----- Dataset records

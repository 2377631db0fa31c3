use serde::{Deserialize, Serialize};
use std::str::FromStr;

use crate::prelude::MapError;
use crate::render::color::Rgba;

/// Named palettes shipped with the renderer.
#[derive(Debug, Clone, Copy, PartialEq, Eq, Default, Serialize, Deserialize)]
#[serde(rename_all = "lowercase")]
pub enum ThemePreset {
    #[default]
    Dark,
    Light,
}

impl ThemePreset {
    pub fn toggled(self) -> Self {
        match self {
            ThemePreset::Dark => ThemePreset::Light,
            ThemePreset::Light => ThemePreset::Dark,
        }
    }
}

impl FromStr for ThemePreset {
    type Err = MapError;

    fn from_str(value: &str) -> Result<Self, Self::Err> {
        match value.trim().to_ascii_lowercase().as_str() {
            "dark" => Ok(ThemePreset::Dark),
            "light" => Ok(ThemePreset::Light),
            other => Err(MapError::InvalidOptions(format!("unknown theme '{other}'"))),
        }
    }
}

/// Every non-accent color the map draws with.
#[derive(Debug, Clone, PartialEq, Eq, Hash, Serialize, Deserialize)]
pub struct ThemeConfig {
    pub background: Rgba,
    pub grid: Rgba,
    pub path: Rgba,
    pub marker_outline: Rgba,
    pub marker_text: Rgba,
    pub label_background: Rgba,
    pub label_border: Rgba,
    pub label_text: Rgba,
    pub legend: Rgba,
}

impl ThemeConfig {
    pub fn dark() -> Self {
        Self {
            background: Rgba::rgb(0x0D, 0x11, 0x17),
            grid: Rgba::rgba(0xFF, 0xFF, 0xFF, 0x0A),
            path: Rgba::rgba(0xE8, 0x74, 0x0C, 0x59),
            marker_outline: Rgba::rgb(0x0D, 0x11, 0x17),
            marker_text: Rgba::WHITE,
            label_background: Rgba::rgba(0x0D, 0x11, 0x17, 0xEB),
            label_border: Rgba::rgba(0xE8, 0x74, 0x0C, 0x80),
            label_text: Rgba::WHITE,
            legend: Rgba::rgba(0xFF, 0xFF, 0xFF, 0x4D),
        }
    }

    pub fn light() -> Self {
        Self {
            background: Rgba::rgb(0xF7, 0xF5, 0xF2),
            grid: Rgba::rgba(0x00, 0x00, 0x00, 0x0F),
            path: Rgba::rgba(0xE8, 0x74, 0x0C, 0x73),
            marker_outline: Rgba::WHITE,
            marker_text: Rgba::WHITE,
            label_background: Rgba::rgba(0xFF, 0xFF, 0xFF, 0xF0),
            label_border: Rgba::rgba(0xE8, 0x74, 0x0C, 0x99),
            label_text: Rgba::rgb(0x1F, 0x23, 0x28),
            legend: Rgba::rgba(0x1F, 0x23, 0x28, 0x80),
        }
    }

    pub fn preset(preset: ThemePreset) -> Self {
        match preset {
            ThemePreset::Dark => Self::dark(),
            ThemePreset::Light => Self::light(),
        }
    }
}

impl Default for ThemeConfig {
    fn default() -> Self {
        Self::dark()
    }
}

----------

*Required work*. Indicate how many lines of the material include the word "MapError"; the number alone is required.

*Exercise result*. 3